I was always told by my parents that they knew that I would be different and special. I would walk around the house singing at the top of my lungs, and I loved talking to people. I was always so happy, loved bright colors, and loved to laugh. As you can see in my photo, I was doing both by age 3!


My parents always told me that they would love me no matter what happened.
I first knew I was different in the 4th grade, when I saw all the boys and girls holding hands with each other. I wanted to hold hands with a boy named Jesse, because he was nice to me.

When I was a pre-teen I had an antisocial phase, and I decided to come out of the closet at 14 for my own sanity. I mainly felt that being gay was my own business, and people didn't need to know. However, I couldn't open myself up to people in other ways, without being wholly honest about who I was.

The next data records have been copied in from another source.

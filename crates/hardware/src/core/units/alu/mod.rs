//! Arithmetic Logic Unit (ALU).
//!
//! This module implements the datapath ALU and its operand muxes:
//! - **SR1MUX** picks operand A from `IR[11:9]` or `IR[8:6]`.
//! - **SR2MUX** picks operand B from `R[IR[2:0]]` or `SEXT(IR[4:0])`, steered by `IR[5]`.
//!
//! The shifter shares the register file read ports and lives in [`shifts`].

/// Shift operations (LSHF, RSHFL, RSHFA).
pub mod shifts;

use crate::common::bits::{bit, bits, sext};
use crate::core::arch::Latches;
use crate::core::control::signals::{AluOp, Sr1Mux};

/// Arithmetic Logic Unit.
#[derive(Debug)]
pub struct Alu;

impl Alu {
    /// Executes an ALU operation.
    ///
    /// # Arguments
    ///
    /// * `op` - Operation selected by `ALUK`.
    /// * `a`  - Operand A (SR1).
    /// * `b`  - Operand B (SR2 or the immediate).
    ///
    /// # Returns
    ///
    /// The 16-bit result; addition wraps.
    ///
    /// # Examples
    ///
    /// ```
    /// use lc3bsim_core::core::units::alu::Alu;
    /// use lc3bsim_core::core::control::signals::AluOp;
    ///
    /// assert_eq!(Alu::execute(AluOp::Add, 0xFFFF, 1), 0x0000);
    /// assert_eq!(Alu::execute(AluOp::And, 0xFF0F, 0x0FF0), 0x0F00);
    /// assert_eq!(Alu::execute(AluOp::Xor, 0xAAAA, 0xFFFF), 0x5555);
    /// assert_eq!(Alu::execute(AluOp::PassA, 0x1234, 0xFFFF), 0x1234);
    /// ```
    pub const fn execute(op: AluOp, a: u16, b: u16) -> u16 {
        match op {
            AluOp::Add => a.wrapping_add(b),
            AluOp::And => a & b,
            AluOp::Xor => a ^ b,
            AluOp::PassA => a,
        }
    }

    /// Reads both ALU operands from the current latches.
    pub const fn operands(latches: &Latches) -> (u16, u16) {
        let ir = latches.ir;
        let sr1 = match latches.microinstruction.sr1mux {
            Sr1Mux::Ir11_9 => bits(ir, 11, 9),
            Sr1Mux::Ir8_6 => bits(ir, 8, 6),
        };
        let a = latches.regs.read(sr1 as usize);
        let b = if bit(ir, 5) {
            sext(bits(ir, 4, 0), 5)
        } else {
            latches.regs.read(bits(ir, 2, 0) as usize)
        };
        (a, b)
    }

    /// Evaluates the ALU for the current cycle.
    pub const fn evaluate(latches: &Latches) -> u16 {
        let (a, b) = Self::operands(latches);
        Self::execute(latches.microinstruction.aluk, a, b)
    }
}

So I came out and started making friends by being the funny guy. Since I was making everyone laugh, they didn't care who I was dating. As time went on, being gay was just something that was. I learned to surround myself with people who enjoyed me for me. I dated and learned lessons just like everyone else.

Since coming out, I have rarely felt "different" for being who I am. I have always been a big advocate of not letting my homosexuality define me. That's always the first thing I tell people who are curious about why I came out so early, and it's the advice that I give younger LGBT people now.

I'm not just a gay man, I am so much more than that.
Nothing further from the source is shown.